The role of Growth Associated Protein 43 (GAP-43) in epileptogenesis

Epilepsy is the fourth most common neurological disorder in the United States. Although various treatments are available, there is no known cure. Additionally, 30-40% of patients do not respond to currently available antiepileptic therapies. This may be due to our lack of understanding of the underlying mechanisms causing epilepsy and its progression. Through investigating the cellular and molecular changes associated with epilepsy, it is possible to develop new strategies to properly diagnose, treat, monitor progression, and potentially cure epilepsy. Medical intractability within epilepsy is commonly associated with a brain pathology called Cortical Dysplasia (CD), a malformation in the cortex caused by abnormal neurodevelopment. In this work, we show an increased risk of epilepsy in a rat model of CD after traumatic brain injury (TBI) and injection of chemoconvulsant drugs. This result coincides with clinical reports suggesting that CD is an underlying risk factor of chronic epilepsy. It has been shown that Growth Associated Protein 43 (GAP-43), a growth protein that is highly expressed during brain development, is elevated in human CD brain tissue (Ying et al., 2014). In this dissertation, GAP-43 is investigated within CD and normal (non-CD) conditions throughout the course of epilepsy. In parallel to previous findings in human tissue, GAP-43 expression is elevated in CD rat brains, and is increased in response to an insult or an acutely induced seizure.;Remarkably, the expression of GAP-43 decreases to baseline levels over time in non-CD brain tissue, but continuously increases in CD brains until spontaneous seizures are observed. Moreover, serum GAP-43 levels are highest in rats that develop spontaneous epilepsy, supporting its use as a biomarker of disease progression.

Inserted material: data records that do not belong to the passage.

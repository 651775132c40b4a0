//! Solver adapter: hands an [`AlgebraicModel`] to a good_lp backend and
//! reads back one value per column.

use crate::expr::{LinearExpr, Sense};
use crate::model::AlgebraicModel;
use crate::objective::ObjectiveSense;
use crate::variables::BoundPolicy;
use good_lp::solvers::microlp::microlp;
#[cfg(feature = "solver-highs")]
use good_lp::solvers::highs::highs;
use good_lp::solvers::{ResolutionError, Solution, Solver, SolverModel};
use good_lp::{constraint, variable, Expression, ProblemVariables, VariableDefinition};
use powerfolio_core::ModelError;
use serde::Serialize;
use std::fmt;
use std::str::FromStr;
use std::time::Duration;
use tracing::{info, warn};
use web_time::Instant;

#[derive(Debug, Clone, Copy, PartialEq, Eq, Serialize)]
#[serde(rename_all = "snake_case")]
pub enum SolverStatus {
    Ok,
    Warning,
    Error,
}

impl fmt::Display for SolverStatus {
    fn fmt(&self, f: &mut fmt::Formatter<'_>) -> fmt::Result {
        f.write_str(match self {
            SolverStatus::Ok => "ok",
            SolverStatus::Warning => "warning",
            SolverStatus::Error => "error",
        })
    }
}

#[derive(Debug, Clone, Copy, PartialEq, Eq, Serialize)]
#[serde(rename_all = "snake_case")]
pub enum TerminationCondition {
    Optimal,
    Infeasible,
    Unbounded,
    Error,
}

impl fmt::Display for TerminationCondition {
    fn fmt(&self, f: &mut fmt::Formatter<'_>) -> fmt::Result {
        f.write_str(match self {
            TerminationCondition::Optimal => "optimal",
            TerminationCondition::Infeasible => "infeasible",
            TerminationCondition::Unbounded => "unbounded",
            TerminationCondition::Error => "error",
        })
    }
}

/// What a solver run produced. `values` is indexed by column and is empty
/// unless the run succeeded.
#[derive(Debug, Clone, Serialize)]
pub struct SolveOutcome {
    pub solver: &'static str,
    pub status: SolverStatus,
    pub termination: TerminationCondition,
    pub message: Option<String>,
    pub objective_value: Option<f64>,
    #[serde(skip)]
    pub values: Vec<f64>,
    pub solve_time: Duration,
}

impl SolveOutcome {
    /// Status `ok` with an optimal termination.
    pub fn is_success(&self) -> bool {
        self.status == SolverStatus::Ok && self.termination == TerminationCondition::Optimal
    }

    pub fn value(&self, column: usize) -> Option<f64> {
        self.values.get(column).copied()
    }
}

/// Anything that can solve a built model.
pub trait MilpSolver {
    fn name(&self) -> &'static str;

    fn solve(&self, model: &AlgebraicModel) -> SolveOutcome;
}

/// MILP backends compiled into this build.
#[derive(Debug, Clone, Copy, PartialEq, Eq, Default)]
pub enum MilpBackend {
    /// Pure-Rust branch and bound.
    #[default]
    Microlp,
    #[cfg(feature = "solver-highs")]
    Highs,
}

impl MilpBackend {
    pub fn available() -> &'static [&'static str] {
        AVAILABLE_MILP_SOLVERS
    }

    pub fn as_str(&self) -> &'static str {
        match self {
            MilpBackend::Microlp => "microlp",
            #[cfg(feature = "solver-highs")]
            MilpBackend::Highs => "highs",
        }
    }
}

impl fmt::Display for MilpBackend {
    fn fmt(&self, f: &mut fmt::Formatter<'_>) -> fmt::Result {
        f.write_str(self.as_str())
    }
}

const AVAILABLE_MILP_SOLVERS: &[&str] = &[
    "microlp",
    #[cfg(feature = "solver-highs")]
    "highs",
];

fn unknown_solver_error(label: &str) -> ModelError {
    ModelError::Solver(format!(
        "unknown milp solver '{}'; supported values: {}",
        label,
        MilpBackend::available().join(", ")
    ))
}

impl FromStr for MilpBackend {
    type Err = ModelError;

    fn from_str(value: &str) -> Result<Self, Self::Err> {
        let normalized = value.to_ascii_lowercase();
        match normalized.as_str() {
            "microlp" => Ok(MilpBackend::Microlp),
            "highs" => {
                #[cfg(feature = "solver-highs")]
                {
                    Ok(MilpBackend::Highs)
                }
                #[cfg(not(feature = "solver-highs"))]
                {
                    Err(unknown_solver_error(&normalized))
                }
            }
            other => Err(unknown_solver_error(other)),
        }
    }
}

/// [`MilpSolver`] backed by good_lp.
#[derive(Debug, Clone, Copy, Default)]
pub struct GoodLpSolver {
    backend: MilpBackend,
}

impl GoodLpSolver {
    pub fn new(backend: MilpBackend) -> Self {
        Self { backend }
    }

    pub fn backend(&self) -> MilpBackend {
        self.backend
    }
}

impl MilpSolver for GoodLpSolver {
    fn name(&self) -> &'static str {
        self.backend.as_str()
    }

    fn solve(&self, model: &AlgebraicModel) -> SolveOutcome {
        let start = Instant::now();
        info!(
            solver = self.name(),
            columns = model.num_columns(),
            rows = model.num_rows(),
            "solving model"
        );
        let result = match self.backend {
            MilpBackend::Microlp => run(model, microlp),
            #[cfg(feature = "solver-highs")]
            MilpBackend::Highs => run(model, highs),
        };
        let solve_time = start.elapsed();

        let outcome = match result {
            Ok(values) => SolveOutcome {
                solver: self.name(),
                status: SolverStatus::Ok,
                termination: TerminationCondition::Optimal,
                message: None,
                objective_value: Some(model.objective().expression.evaluate(&values)),
                values,
                solve_time,
            },
            Err(err) => {
                let (status, termination) = classify(&err);
                SolveOutcome {
                    solver: self.name(),
                    status,
                    termination,
                    message: Some(err.to_string()),
                    objective_value: None,
                    values: Vec::new(),
                    solve_time,
                }
            }
        };

        if outcome.is_success() {
            info!(
                solver = outcome.solver,
                objective = outcome.objective_value,
                elapsed_ms = solve_time.as_millis() as u64,
                "solve finished"
            );
        } else {
            warn!(
                solver = outcome.solver,
                status = %outcome.status,
                termination = %outcome.termination,
                message = outcome.message.as_deref().unwrap_or(""),
                "solve did not reach an optimum"
            );
        }
        outcome
    }
}

fn classify(err: &ResolutionError) -> (SolverStatus, TerminationCondition) {
    match err {
        ResolutionError::Infeasible => (SolverStatus::Warning, TerminationCondition::Infeasible),
        ResolutionError::Unbounded => (SolverStatus::Warning, TerminationCondition::Unbounded),
        _ => (SolverStatus::Error, TerminationCondition::Error),
    }
}

fn definition(bound: BoundPolicy) -> VariableDefinition {
    match bound {
        BoundPolicy::Binary => variable().binary(),
        BoundPolicy::NonNegative => variable().min(0.0),
        BoundPolicy::Unbounded => variable(),
    }
}

fn to_expression(expr: &LinearExpr, columns: &[good_lp::Variable]) -> Expression {
    let mut out = Expression::from(expr.constant());
    for (var, coefficient) in expr.terms() {
        out += *coefficient * columns[var.index()];
    }
    out
}

fn run<S>(model: &AlgebraicModel, solver: S) -> Result<Vec<f64>, ResolutionError>
where
    S: Solver,
    S::Model: SolverModel<Error = ResolutionError>,
{
    let mut vars = ProblemVariables::new();
    let mut columns = Vec::with_capacity(model.num_columns());
    for variable in model.registry().iter() {
        for _ in variable.columns() {
            columns.push(vars.add(definition(variable.bound())));
        }
    }

    let objective = to_expression(&model.objective().expression, &columns);
    let unsolved = match model.objective().sense {
        ObjectiveSense::Maximize => vars.maximise(objective),
        ObjectiveSense::Minimize => vars.minimise(objective),
    };
    let mut problem = unsolved.using(solver);

    for family in model.constraints() {
        for row in family.rows() {
            let lhs = to_expression(&row.relation.expr, &columns);
            let rhs = row.relation.rhs;
            let c = match row.relation.sense {
                Sense::Le => constraint!(lhs <= rhs),
                Sense::Ge => constraint!(lhs >= rhs),
                Sense::Eq => constraint!(lhs == rhs),
            };
            problem = problem.with(c);
        }
    }

    let solution = problem.solve()?;
    Ok(columns.iter().map(|c| solution.value(*c)).collect())
}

Finally, using a lentiviral vector containing shRNA against GAP-43, we have shown a significant decrease in acutely induced seizure duration and severity, as well as chronic interictal spiking, suggesting inhibition of epileptogenesis.;Together, these results provide new insight into the important role of GAP-43 within epilepsy and its progression, and advocate it as a novel target protein for diagnosis, treatment and prevention of epileptogenesis within CD.